### EXERCISE MATERIALS:
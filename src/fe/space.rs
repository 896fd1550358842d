use nalgebra::{DVector, SMatrix, SVector};

use crate::error::{Result, SimulationError};
use crate::fe::{HexMesh, ReferenceElement, DOFS_PER_ELEMENT, NODES_PER_ELEMENT};

/// Component mask for one boundary attribute.
pub type ComponentMask = [bool; 3];

/// Continuous, trilinear, three-component vector space on a hexahedral mesh.
#[derive(Debug, Clone)]
pub struct H1VectorSpace {
    mesh: HexMesh,
    reference: ReferenceElement,
}

impl H1VectorSpace {
    pub fn new(mesh: HexMesh) -> Self {
        Self {
            mesh,
            reference: ReferenceElement::hex8_gauss(),
        }
    }

    pub fn mesh(&self) -> &HexMesh {
        &self.mesh
    }

    pub fn reference_element(&self) -> &ReferenceElement {
        &self.reference
    }

    pub fn num_nodes(&self) -> usize {
        self.mesh.vertices().len()
    }

    pub fn num_elements(&self) -> usize {
        self.mesh.connectivity().len()
    }

    pub fn num_quadrature_points(&self) -> usize {
        self.reference.num_quadrature_points()
    }

    pub fn num_true_dofs(&self) -> usize {
        3 * self.num_nodes()
    }

    pub fn num_boundary_attributes(&self) -> usize {
        self.mesh.num_boundary_attributes()
    }

    pub fn element_nodes(&self, element: usize) -> &[usize; NODES_PER_ELEMENT] {
        &self.mesh.connectivity()[element]
    }

    /// Global true DOFs of an element, ordered as `3 * local_node + component`.
    pub fn element_dofs(&self, element: usize) -> [usize; DOFS_PER_ELEMENT] {
        let nodes = self.element_nodes(element);
        let mut dofs = [0; DOFS_PER_ELEMENT];
        for (a, &node) in nodes.iter().enumerate() {
            for c in 0..3 {
                dofs[3 * a + c] = 3 * node + c;
            }
        }
        dofs
    }

    /// Nodal coordinates of the mesh as a vector in the layout of the true DOFs.
    pub fn node_coordinates(&self) -> DVector<f64> {
        DVector::from_iterator(
            self.num_true_dofs(),
            self.mesh.vertices().iter().flat_map(|v| v.coords.iter().copied()),
        )
    }

    /// Gathers a nodal vector field of an element into a `3 x 8` matrix with one column per node.
    pub fn gather_element(&self, element: usize, field: &DVector<f64>) -> SMatrix<f64, 3, NODES_PER_ELEMENT> {
        let nodes = self.element_nodes(element);
        SMatrix::from_fn(|c, a| field[3 * nodes[a] + c])
    }

    pub fn gather_element_vector(&self, element: usize, field: &DVector<f64>) -> SVector<f64, DOFS_PER_ELEMENT> {
        let dofs = self.element_dofs(element);
        SVector::from_fn(|i, _| field[dofs[i]])
    }

    pub fn scatter_add_element(&self, element: usize, local: &SVector<f64, DOFS_PER_ELEMENT>, global: &mut DVector<f64>) {
        for (i, &dof) in self.element_dofs(element).iter().enumerate() {
            global[dof] += local[i];
        }
    }

    /// Checks that a per-attribute mask covers every boundary attribute of the mesh.
    pub fn check_attribute_mask_len(&self, len: usize) -> Result<()> {
        let num_attributes = self.num_boundary_attributes();
        if len < num_attributes {
            return Err(SimulationError::configuration(format!(
                "attribute mask has {} entries but the mesh has {} boundary attributes",
                len, num_attributes
            )));
        }
        Ok(())
    }

    /// Sorted list of true DOFs constrained by the given boundary attributes.
    ///
    /// `attributes[i]` marks attribute `i + 1` as essential and `components[i]` selects
    /// which of its velocity components are constrained.
    pub fn essential_true_dofs(&self, attributes: &[bool], components: &[ComponentMask]) -> Vec<usize> {
        let mut dofs: Vec<usize> = self
            .mesh
            .boundary_faces()
            .iter()
            .filter(|face| attributes.get(face.attribute - 1).copied().unwrap_or(false))
            .flat_map(|face| {
                let mask = components
                    .get(face.attribute - 1)
                    .copied()
                    .unwrap_or([false; 3]);
                face.nodes.iter().flat_map(move |&node| {
                    (0..3)
                        .filter(move |&c| mask[c])
                        .map(move |c| 3 * node + c)
                })
            })
            .collect();
        dofs.sort_unstable();
        dofs.dedup();
        dofs
    }
}
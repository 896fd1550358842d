use nalgebra::DVector;
use rayon::prelude::*;

use crate::fe::{GeometricFactors, H1VectorSpace};
use crate::operator::local::{assemble_element_vectors, element_stiffness, ElementMatrix, ElementVector};
use crate::operator::{AssemblyMode, AssemblyStrategy, EssentialDofs};
use crate::quadrature_field::QuadratureField;

/// Matrix-free Jacobian from dense per-element blocks.
#[derive(Debug, Clone, Default)]
pub struct ElementAssembly {
    blocks: Vec<ElementMatrix>,
}

impl ElementAssembly {
    pub fn new() -> Self {
        Self::default()
    }

    pub fn element_matrix(&self, element: usize) -> &ElementMatrix {
        &self.blocks[element]
    }
}

impl AssemblyStrategy for ElementAssembly {
    fn mode(&self) -> AssemblyMode {
        AssemblyMode::ElementAssembly
    }

    fn assemble(
        &mut self,
        space: &H1VectorSpace,
        geometry: &GeometricFactors,
        tangent: &QuadratureField,
        _essential: &EssentialDofs,
    ) {
        self.blocks = (0..space.num_elements())
            .into_par_iter()
            .map(|e| element_stiffness(geometry.element(e), tangent.element(e)))
            .collect();
    }

    fn apply_local(&self, space: &H1VectorSpace, x: &DVector<f64>, y: &mut DVector<f64>) {
        assemble_element_vectors(space, y, |e| self.blocks[e] * space.gather_element_vector(e, x));
    }

    fn diagonal(&self, space: &H1VectorSpace) -> DVector<f64> {
        let mut diagonal = DVector::zeros(space.num_true_dofs());
        assemble_element_vectors(space, &mut diagonal, |e| -> ElementVector { self.blocks[e].diagonal() });
        diagonal
    }
}
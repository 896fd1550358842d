use crate::error::{Result, SimulationError};

/// Location of a named quantity inside the state variable vector of a quadrature point.
#[derive(Debug, Copy, Clone, PartialEq, Eq)]
pub struct StateSlot {
    pub offset: usize,
    pub width: usize,
}

impl StateSlot {
    pub fn range(&self) -> std::ops::Range<usize> {
        self.offset..self.offset + self.width
    }

    pub fn get<'a>(&self, state: &'a [f64]) -> &'a [f64] {
        &state[self.range()]
    }

    pub fn get_mut<'a>(&self, state: &'a mut [f64]) -> &'a mut [f64] {
        &mut state[self.range()]
    }
}

pub const SHEAR_RATE_EFFECTIVE: &str = "shrateEff";
pub const SHEAR_EFFECTIVE: &str = "shrEff";
pub const PLASTIC_WORK: &str = "pl_work";
pub const QUATERNIONS: &str = "quats";
pub const HARDNESS: &str = "hardness";
pub const SHEAR_RATES: &str = "gdot";
pub const ELASTIC_STRAIN: &str = "elas_strain";
pub const RELATIVE_VOLUME: &str = "rel_vol";

/// Stable mapping from state variable names to their slots.
///
/// Consumers of the state must go through this lookup instead of hardcoding offsets.
#[derive(Debug, Clone, PartialEq, Eq)]
pub struct StateLayout {
    entries: Vec<(&'static str, StateSlot)>,
    len: usize,
}

impl StateLayout {
    pub(crate) fn from_widths(widths: &[(&'static str, usize)]) -> Self {
        let mut offset = 0;
        let entries = widths
            .iter()
            .map(|&(name, width)| {
                let slot = StateSlot { offset, width };
                offset += width;
                (name, slot)
            })
            .collect();
        Self { entries, len: offset }
    }

    /// Total number of state variables per quadrature point.
    pub fn len(&self) -> usize {
        self.len
    }

    pub fn is_empty(&self) -> bool {
        self.len == 0
    }

    pub fn find(&self, name: &str) -> Option<StateSlot> {
        self.entries
            .iter()
            .find(|(entry_name, _)| *entry_name == name)
            .map(|(_, slot)| *slot)
    }

    /// Like [`find`](Self::find), but an unknown name is a configuration error.
    pub fn lookup(&self, name: &str) -> Result<StateSlot> {
        self.find(name)
            .ok_or_else(|| SimulationError::configuration(format!("unknown state variable \"{}\"", name)))
    }

    pub fn names(&self) -> impl Iterator<Item = &'static str> + '_ {
        self.entries.iter().map(|(name, _)| *name)
    }
}
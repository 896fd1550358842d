use nalgebra::{DMatrix, DVectorView, DVectorViewMut, RealField, Scalar};
use nalgebra_sparse::ops::serial::spmm_csr_dense;
use nalgebra_sparse::ops::Op;
use nalgebra_sparse::CsrMatrix;
use std::error::Error;

/// An abstract linear operator computing `y = A x`.
///
/// Implementations report a mismatch between their shape and the vectors as an error
/// rather than panicking, so solvers can surface it as an operator failure.
pub trait LinearOperator<T: Scalar> {
    fn apply(&self, y: DVectorViewMut<T>, x: DVectorView<T>) -> Result<(), Box<dyn Error>>;
}

impl<T, A> LinearOperator<T> for &A
where
    T: Scalar,
    A: ?Sized + LinearOperator<T>,
{
    fn apply(&self, y: DVectorViewMut<T>, x: DVectorView<T>) -> Result<(), Box<dyn Error>> {
        (**self).apply(y, x)
    }
}

fn check_shape(name: &str, shape: (usize, usize), y_len: usize, x_len: usize) -> Result<(), Box<dyn Error>> {
    let (rows, cols) = shape;
    if rows == y_len && cols == x_len {
        Ok(())
    } else {
        Err(Box::from(format!(
            "{} of shape {}x{} cannot map a vector of length {} to one of length {}",
            name, rows, cols, x_len, y_len
        )))
    }
}

impl<T: RealField + Copy> LinearOperator<T> for DMatrix<T> {
    fn apply(&self, mut y: DVectorViewMut<T>, x: DVectorView<T>) -> Result<(), Box<dyn Error>> {
        check_shape("dense matrix", self.shape(), y.len(), x.len())?;
        y.gemv(T::one(), self, &x, T::zero());
        Ok(())
    }
}

impl<T: RealField + Copy> LinearOperator<T> for CsrMatrix<T> {
    fn apply(&self, mut y: DVectorViewMut<T>, x: DVectorView<T>) -> Result<(), Box<dyn Error>> {
        check_shape("CSR matrix", (self.nrows(), self.ncols()), y.len(), x.len())?;
        spmm_csr_dense(T::zero(), &mut y, T::one(), Op::NoOp(self), Op::NoOp(&x));
        Ok(())
    }
}

/// The identity, used as the default (absent) preconditioner.
#[derive(Debug, Copy, Clone, Default)]
pub struct IdentityOperator;

impl<T: Scalar> LinearOperator<T> for IdentityOperator {
    fn apply(&self, mut y: DVectorViewMut<T>, x: DVectorView<T>) -> Result<(), Box<dyn Error>> {
        check_shape("identity", (y.len(), y.len()), y.len(), x.len())?;
        y.copy_from(&x);
        Ok(())
    }
}

/// Inner product used by Krylov solvers for dot products and norms.
///
/// When vectors are distributed over several processes, the implementation must
/// return the *global* value on every process. All processes then take identical
/// decisions about convergence and breakdown.
pub trait InnerProduct<T: Scalar> {
    fn dot(&self, a: DVectorView<T>, b: DVectorView<T>) -> T;

    fn norm(&self, a: DVectorView<T>) -> T
    where
        T: RealField,
    {
        self.dot(a.clone(), a).sqrt()
    }
}

impl<'a, T, I> InnerProduct<T> for &'a I
where
    T: Scalar,
    I: ?Sized + InnerProduct<T>,
{
    fn dot(&self, a: DVectorView<T>, b: DVectorView<T>) -> T {
        <I as InnerProduct<T>>::dot(self, a, b)
    }
}

/// The standard Euclidean inner product on local vectors.
#[derive(Debug, Copy, Clone, Default)]
pub struct EuclideanInnerProduct;

impl<T: RealField> InnerProduct<T> for EuclideanInnerProduct {
    fn dot(&self, a: DVectorView<T>, b: DVectorView<T>) -> T {
        a.dot(&b)
    }
}
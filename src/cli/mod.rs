//! CLI: 命令行参数解析
//!
//! 下载区间、地址和输出目录全部来自 JSON 配置文件，命令行只负责选择配置文件和输出级别。
//!
//! - 默认配置：`pakdown`（读取当前目录下的 `config.json`）
//! - 指定配置：`pakdown -c patches.json`
//! - 详细日志：`pakdown -v` / `pakdown -vv`

use clap::Parser;

use crate::config::{Config, DEFAULT_CONFIG_PATH};
use crate::core::error::DownloadError;

/// pakdown 命令行参数
#[derive(Parser, Debug, Clone)]
#[command(
    name = "pakdown",
    author = "panzhifu",
    version = env!("CARGO_PKG_VERSION"),
    about = "按编号区间顺序下载补丁包",
    long_about = "读取 JSON 配置文件中的 baseUrl、from、to、outputPath，\n按编号依次下载 <baseUrl>/<8位编号>/Patch<8位编号>.pak 到带时间戳的输出目录。\n\n示例：\n  pakdown\n  pakdown -c patches.json -v\n"
)]
pub struct Args {
    /// 配置文件路径
    #[arg(short = 'c', long, default_value_t = String::from(DEFAULT_CONFIG_PATH), help = "JSON 配置文件路径。")]
    pub config: String,

    /// 日志详细程度，可重复
    #[arg(short = 'v', long, action = clap::ArgAction::Count, help = "输出更详细的日志（-v 信息，-vv 调试）。")]
    pub verbose: u8,

    /// 不显示进度条
    #[arg(short = 'q', long, help = "不显示进度条。")]
    pub quiet: bool,
}

impl Args {
    /// env_logger 的默认过滤级别，RUST_LOG 优先
    pub fn log_filter(&self) -> &'static str {
        match self.verbose {
            0 => "warn",
            1 => "info",
            _ => "debug",
        }
    }

    pub fn load_config(&self) -> Result<Config, DownloadError> {
        Config::load(&self.config)
    }
}
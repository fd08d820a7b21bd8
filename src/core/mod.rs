//! Core: 补丁包命名、单文件传输引擎与顺序调度

pub mod error;
pub mod layout;
pub mod progress;
pub mod sequence;
pub mod task;
pub mod transfer;

pub use error::{DownloadError, DownloadResult};
pub use layout::{OutputDirectory, PakPath, MAX_PAK_INDEX};
pub use progress::{ProgressObserver, SilentProgress, TransferProgress};
pub use sequence::SequenceRunner;
pub use task::{DownloadTask, TransferOutcome};
pub use transfer::{ReadLimits, TransferEngine};
use serde::{Deserialize, Serialize};
use std::fs;
use std::path::{Path, PathBuf};
use std::time::Duration;

use crate::core::error::DownloadError;
use crate::core::task::DEFAULT_MAX_RETRIES;
use crate::utils::logger::DEFAULT_FAILURE_LOG;
use crate::utils::validator;

/// 默认配置文件，位于当前工作目录
pub const DEFAULT_CONFIG_PATH: &str = "config.json";

/// 配置结构体，对应 JSON 配置文件（camelCase 字段名）
///
/// ```json
/// {
///   "baseUrl": "http://cdn.example.com/patches",
///   "from": 1,
///   "to": 120,
///   "outputPath": "./downloads"
/// }
/// ```
#[derive(Debug, Serialize, Deserialize, Clone)]
#[serde(rename_all = "camelCase")]
pub struct Config {
    /// 补丁包所在的基础地址，不做结尾斜杠处理
    pub base_url: String,
    /// 起始编号（含）
    pub from: u64,
    /// 结束编号（含）
    pub to: u64,
    /// 输出根目录，每次运行在其下创建时间戳子目录
    pub output_path: String,
    /// 传输错误时的重试次数
    #[serde(default = "default_max_retries")]
    pub max_retries: u32,
    /// 单次请求等待响应头或下一块数据的超时时间（秒）
    #[serde(default = "default_timeout_secs")]
    pub timeout_secs: u64,
    /// 最低平均速度（KB/s），决定单次尝试的总时长上限；0 表示不限制
    #[serde(default = "default_min_speed_kbps")]
    pub min_speed_kbps: u64,
    /// 失败日志文件
    #[serde(default = "default_log_file")]
    pub log_file: String,
    /// User-Agent
    #[serde(default = "default_user_agent")]
    pub user_agent: String,
}

fn default_max_retries() -> u32 {
    DEFAULT_MAX_RETRIES
}

fn default_timeout_secs() -> u64 {
    30
}

fn default_min_speed_kbps() -> u64 {
    1
}

fn default_log_file() -> String {
    DEFAULT_FAILURE_LOG.to_string()
}

fn default_user_agent() -> String {
    format!("pakdown/{}", env!("CARGO_PKG_VERSION"))
}

impl Config {
    /// 加载并校验配置文件
    pub fn load(path: impl AsRef<Path>) -> Result<Self, DownloadError> {
        let path = path.as_ref();
        let content = fs::read_to_string(path).map_err(|e| {
            DownloadError::Config(format!("无法读取配置文件 {}: {}", path.display(), e))
        })?;
        let config = Self::from_json(&content)?;
        log::debug!("已加载配置文件: {}", path.display());
        Ok(config)
    }

    pub fn from_json(content: &str) -> Result<Self, DownloadError> {
        let config: Config = serde_json::from_str(content)?;
        config.validate()?;
        Ok(config)
    }

    /// 校验配置合法性
    pub fn validate(&self) -> Result<(), DownloadError> {
        validator::validate_base_url(&self.base_url)
            .and_then(|_| validator::validate_output_path(&self.output_path))
            .and_then(|_| validator::validate_range(self.from, self.to))
            .and_then(|_| validator::validate_timeout(self.timeout_secs))
            .map_err(|e| DownloadError::Config(e.to_string()))?;

        if self.from > self.to {
            log::warn!("from ({}) 大于 to ({})，本次不会下载任何文件", self.from, self.to);
        }
        Ok(())
    }

    pub fn timeout(&self) -> Duration {
        Duration::from_secs(self.timeout_secs)
    }

    pub fn output_root(&self) -> PathBuf {
        PathBuf::from(&self.output_path)
    }

    /// 区间内的文件数
    pub fn file_count(&self) -> u64 {
        if self.from > self.to {
            0
        } else {
            self.to - self.from + 1
        }
    }

    /// 获取配置摘要信息
    pub fn get_summary(&self) -> String {
        format!(
            "配置摘要:\n\
            - 基础地址: {}\n\
            - 编号区间: {} - {} (共 {} 个)\n\
            - 输出目录: {}\n\
            - 重试次数: {}\n\
            - 超时时间: {} 秒\n\
            - 最低速度: {} KB/s\n\
            - 失败日志: {}",
            self.base_url,
            self.from,
            self.to,
            self.file_count(),
            self.output_path,
            self.max_retries,
            self.timeout_secs,
            self.min_speed_kbps,
            self.log_file,
        )
    }
}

### REQUIRED WORK:
For the word "find", tally the lines of the listing that include it and give the number alone.

### OUTPUT OF THE TASK:
4